The answer should be one number: the count of lines in the listing below with "alignment" in them.
== DATA RECORDS ==
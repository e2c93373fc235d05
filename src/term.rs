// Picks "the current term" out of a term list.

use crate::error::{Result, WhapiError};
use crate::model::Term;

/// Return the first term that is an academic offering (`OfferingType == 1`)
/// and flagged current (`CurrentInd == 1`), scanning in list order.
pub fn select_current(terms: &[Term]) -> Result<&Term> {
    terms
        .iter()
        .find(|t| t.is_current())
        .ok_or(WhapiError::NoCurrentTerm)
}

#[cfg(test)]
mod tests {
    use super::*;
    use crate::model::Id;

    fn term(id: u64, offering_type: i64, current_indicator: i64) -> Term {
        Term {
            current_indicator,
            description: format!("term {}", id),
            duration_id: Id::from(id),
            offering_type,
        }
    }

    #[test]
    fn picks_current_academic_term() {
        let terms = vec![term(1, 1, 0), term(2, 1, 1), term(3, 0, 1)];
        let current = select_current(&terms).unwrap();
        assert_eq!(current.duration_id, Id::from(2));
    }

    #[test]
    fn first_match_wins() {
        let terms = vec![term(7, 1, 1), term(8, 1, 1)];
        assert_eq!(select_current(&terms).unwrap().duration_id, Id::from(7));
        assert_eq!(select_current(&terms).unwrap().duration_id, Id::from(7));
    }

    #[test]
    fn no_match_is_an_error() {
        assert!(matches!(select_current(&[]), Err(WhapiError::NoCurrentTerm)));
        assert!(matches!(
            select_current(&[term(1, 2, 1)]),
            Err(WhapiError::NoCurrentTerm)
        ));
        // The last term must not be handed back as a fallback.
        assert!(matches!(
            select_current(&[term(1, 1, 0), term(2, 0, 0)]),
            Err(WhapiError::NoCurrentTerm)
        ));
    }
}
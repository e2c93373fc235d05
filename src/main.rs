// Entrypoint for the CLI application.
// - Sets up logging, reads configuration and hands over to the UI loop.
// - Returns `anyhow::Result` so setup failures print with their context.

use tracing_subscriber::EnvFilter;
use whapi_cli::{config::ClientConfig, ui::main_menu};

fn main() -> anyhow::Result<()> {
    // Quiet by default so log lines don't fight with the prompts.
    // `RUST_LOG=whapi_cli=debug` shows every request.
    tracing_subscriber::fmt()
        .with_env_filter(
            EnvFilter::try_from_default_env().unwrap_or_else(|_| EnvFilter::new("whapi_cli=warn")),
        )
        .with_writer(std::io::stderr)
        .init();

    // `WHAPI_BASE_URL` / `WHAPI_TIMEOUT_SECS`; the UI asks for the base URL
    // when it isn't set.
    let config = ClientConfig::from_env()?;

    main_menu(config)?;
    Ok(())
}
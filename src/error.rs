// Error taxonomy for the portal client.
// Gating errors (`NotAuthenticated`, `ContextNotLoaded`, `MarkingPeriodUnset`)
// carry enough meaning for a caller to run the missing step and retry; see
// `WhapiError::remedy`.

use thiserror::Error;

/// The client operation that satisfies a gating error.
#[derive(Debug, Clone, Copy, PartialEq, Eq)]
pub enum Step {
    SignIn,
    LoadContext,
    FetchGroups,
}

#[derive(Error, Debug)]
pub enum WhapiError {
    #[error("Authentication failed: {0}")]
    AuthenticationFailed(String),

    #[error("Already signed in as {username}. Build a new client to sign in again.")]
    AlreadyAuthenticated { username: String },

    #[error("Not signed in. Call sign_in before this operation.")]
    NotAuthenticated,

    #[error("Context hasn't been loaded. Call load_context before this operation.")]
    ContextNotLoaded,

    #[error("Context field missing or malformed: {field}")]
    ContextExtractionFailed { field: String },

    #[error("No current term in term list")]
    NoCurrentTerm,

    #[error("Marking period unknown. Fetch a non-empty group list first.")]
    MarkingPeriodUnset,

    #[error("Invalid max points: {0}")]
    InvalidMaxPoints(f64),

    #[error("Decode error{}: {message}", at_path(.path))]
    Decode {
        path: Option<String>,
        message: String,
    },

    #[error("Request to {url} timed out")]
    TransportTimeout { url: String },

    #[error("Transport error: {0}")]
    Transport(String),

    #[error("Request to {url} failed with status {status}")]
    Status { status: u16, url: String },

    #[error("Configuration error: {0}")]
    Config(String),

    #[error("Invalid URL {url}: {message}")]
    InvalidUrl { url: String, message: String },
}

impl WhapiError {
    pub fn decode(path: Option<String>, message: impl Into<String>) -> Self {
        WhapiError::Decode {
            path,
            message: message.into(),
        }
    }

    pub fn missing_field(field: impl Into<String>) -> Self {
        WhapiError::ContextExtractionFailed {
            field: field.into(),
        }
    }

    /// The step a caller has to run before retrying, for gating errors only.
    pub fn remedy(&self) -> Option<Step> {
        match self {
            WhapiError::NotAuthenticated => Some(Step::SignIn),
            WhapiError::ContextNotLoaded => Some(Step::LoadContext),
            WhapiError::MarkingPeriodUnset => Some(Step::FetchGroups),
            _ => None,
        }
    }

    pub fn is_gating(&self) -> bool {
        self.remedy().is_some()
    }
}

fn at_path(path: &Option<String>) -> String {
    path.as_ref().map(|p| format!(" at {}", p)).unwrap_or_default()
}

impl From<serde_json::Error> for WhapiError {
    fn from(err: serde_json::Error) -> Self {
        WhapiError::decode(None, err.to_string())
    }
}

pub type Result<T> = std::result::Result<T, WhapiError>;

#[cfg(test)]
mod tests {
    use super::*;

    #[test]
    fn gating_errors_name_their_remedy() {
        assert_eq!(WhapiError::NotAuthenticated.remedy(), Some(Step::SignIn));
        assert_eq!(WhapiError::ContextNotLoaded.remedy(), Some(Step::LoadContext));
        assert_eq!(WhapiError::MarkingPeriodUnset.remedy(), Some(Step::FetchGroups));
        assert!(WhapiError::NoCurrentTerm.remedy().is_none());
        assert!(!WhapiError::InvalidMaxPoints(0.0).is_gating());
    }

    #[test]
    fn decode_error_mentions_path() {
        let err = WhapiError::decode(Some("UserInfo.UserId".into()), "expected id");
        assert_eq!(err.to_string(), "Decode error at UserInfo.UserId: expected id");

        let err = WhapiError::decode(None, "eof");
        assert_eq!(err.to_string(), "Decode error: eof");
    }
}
===
== DATA RECORDS ==
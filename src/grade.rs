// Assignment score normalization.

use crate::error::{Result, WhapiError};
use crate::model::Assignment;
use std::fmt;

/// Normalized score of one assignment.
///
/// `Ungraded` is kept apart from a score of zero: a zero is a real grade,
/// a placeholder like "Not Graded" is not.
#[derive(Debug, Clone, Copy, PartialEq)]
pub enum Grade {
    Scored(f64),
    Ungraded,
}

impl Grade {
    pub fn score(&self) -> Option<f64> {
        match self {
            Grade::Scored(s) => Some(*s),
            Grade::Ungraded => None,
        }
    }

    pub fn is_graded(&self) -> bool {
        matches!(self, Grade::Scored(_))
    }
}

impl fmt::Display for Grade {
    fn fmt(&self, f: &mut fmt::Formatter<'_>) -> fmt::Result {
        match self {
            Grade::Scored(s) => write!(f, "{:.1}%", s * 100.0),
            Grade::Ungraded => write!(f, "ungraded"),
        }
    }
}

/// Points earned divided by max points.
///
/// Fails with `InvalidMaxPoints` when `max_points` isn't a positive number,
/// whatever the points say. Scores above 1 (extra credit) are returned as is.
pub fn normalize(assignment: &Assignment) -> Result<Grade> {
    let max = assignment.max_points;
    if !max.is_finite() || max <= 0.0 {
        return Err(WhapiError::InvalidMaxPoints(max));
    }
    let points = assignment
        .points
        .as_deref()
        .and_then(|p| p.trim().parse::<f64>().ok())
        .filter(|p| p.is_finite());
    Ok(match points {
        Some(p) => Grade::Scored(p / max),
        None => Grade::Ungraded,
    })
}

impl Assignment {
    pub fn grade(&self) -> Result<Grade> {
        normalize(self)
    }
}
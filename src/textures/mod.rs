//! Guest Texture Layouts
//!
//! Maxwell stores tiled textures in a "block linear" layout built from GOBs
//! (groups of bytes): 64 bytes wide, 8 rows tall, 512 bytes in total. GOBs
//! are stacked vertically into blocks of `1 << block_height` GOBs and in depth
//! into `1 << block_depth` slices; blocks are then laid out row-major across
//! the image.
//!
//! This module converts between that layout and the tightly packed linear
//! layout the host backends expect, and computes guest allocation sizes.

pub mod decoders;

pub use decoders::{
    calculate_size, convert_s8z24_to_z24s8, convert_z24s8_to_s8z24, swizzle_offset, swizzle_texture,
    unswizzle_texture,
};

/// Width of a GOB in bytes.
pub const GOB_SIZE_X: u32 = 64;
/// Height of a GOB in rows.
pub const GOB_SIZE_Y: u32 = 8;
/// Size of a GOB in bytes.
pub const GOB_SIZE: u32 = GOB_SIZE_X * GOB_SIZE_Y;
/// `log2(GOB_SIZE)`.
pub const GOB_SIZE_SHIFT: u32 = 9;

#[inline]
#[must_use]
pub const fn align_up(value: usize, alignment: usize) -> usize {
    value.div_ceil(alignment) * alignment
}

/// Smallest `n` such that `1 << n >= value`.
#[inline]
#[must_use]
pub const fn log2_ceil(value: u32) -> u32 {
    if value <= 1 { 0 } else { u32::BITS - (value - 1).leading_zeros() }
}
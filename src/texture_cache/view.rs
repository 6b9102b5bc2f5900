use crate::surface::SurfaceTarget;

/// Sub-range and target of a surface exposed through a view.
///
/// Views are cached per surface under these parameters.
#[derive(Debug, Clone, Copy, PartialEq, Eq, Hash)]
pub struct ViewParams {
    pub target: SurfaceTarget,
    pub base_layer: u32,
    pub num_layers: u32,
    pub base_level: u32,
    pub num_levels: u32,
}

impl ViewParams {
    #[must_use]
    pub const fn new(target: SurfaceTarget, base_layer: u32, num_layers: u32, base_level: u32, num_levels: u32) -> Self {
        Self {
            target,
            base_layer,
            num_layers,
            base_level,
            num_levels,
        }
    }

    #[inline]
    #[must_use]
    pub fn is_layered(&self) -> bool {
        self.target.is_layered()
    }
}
===
== DATA RECORDS ==
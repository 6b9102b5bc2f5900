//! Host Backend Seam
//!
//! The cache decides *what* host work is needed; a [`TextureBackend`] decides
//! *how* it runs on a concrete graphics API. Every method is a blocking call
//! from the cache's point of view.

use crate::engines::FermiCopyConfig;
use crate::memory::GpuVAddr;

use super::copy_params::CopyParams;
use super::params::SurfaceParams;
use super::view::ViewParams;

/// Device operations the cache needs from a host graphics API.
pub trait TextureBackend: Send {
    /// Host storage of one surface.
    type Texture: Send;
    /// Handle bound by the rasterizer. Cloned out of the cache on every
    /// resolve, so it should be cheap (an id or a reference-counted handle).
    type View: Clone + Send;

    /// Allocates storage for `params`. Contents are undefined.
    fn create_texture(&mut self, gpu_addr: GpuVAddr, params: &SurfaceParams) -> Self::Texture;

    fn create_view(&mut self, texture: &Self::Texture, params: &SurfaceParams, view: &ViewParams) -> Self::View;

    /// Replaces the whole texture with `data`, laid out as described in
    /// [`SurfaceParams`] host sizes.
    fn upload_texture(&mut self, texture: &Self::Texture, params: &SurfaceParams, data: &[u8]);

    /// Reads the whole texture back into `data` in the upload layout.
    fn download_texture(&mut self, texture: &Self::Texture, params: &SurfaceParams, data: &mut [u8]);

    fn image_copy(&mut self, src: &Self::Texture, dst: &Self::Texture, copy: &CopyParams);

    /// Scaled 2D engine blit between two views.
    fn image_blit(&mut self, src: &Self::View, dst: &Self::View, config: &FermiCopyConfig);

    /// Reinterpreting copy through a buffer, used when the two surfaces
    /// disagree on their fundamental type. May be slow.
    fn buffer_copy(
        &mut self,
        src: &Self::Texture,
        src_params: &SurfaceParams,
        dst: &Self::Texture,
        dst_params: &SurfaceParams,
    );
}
===
= WRITTEN ANSWER =
2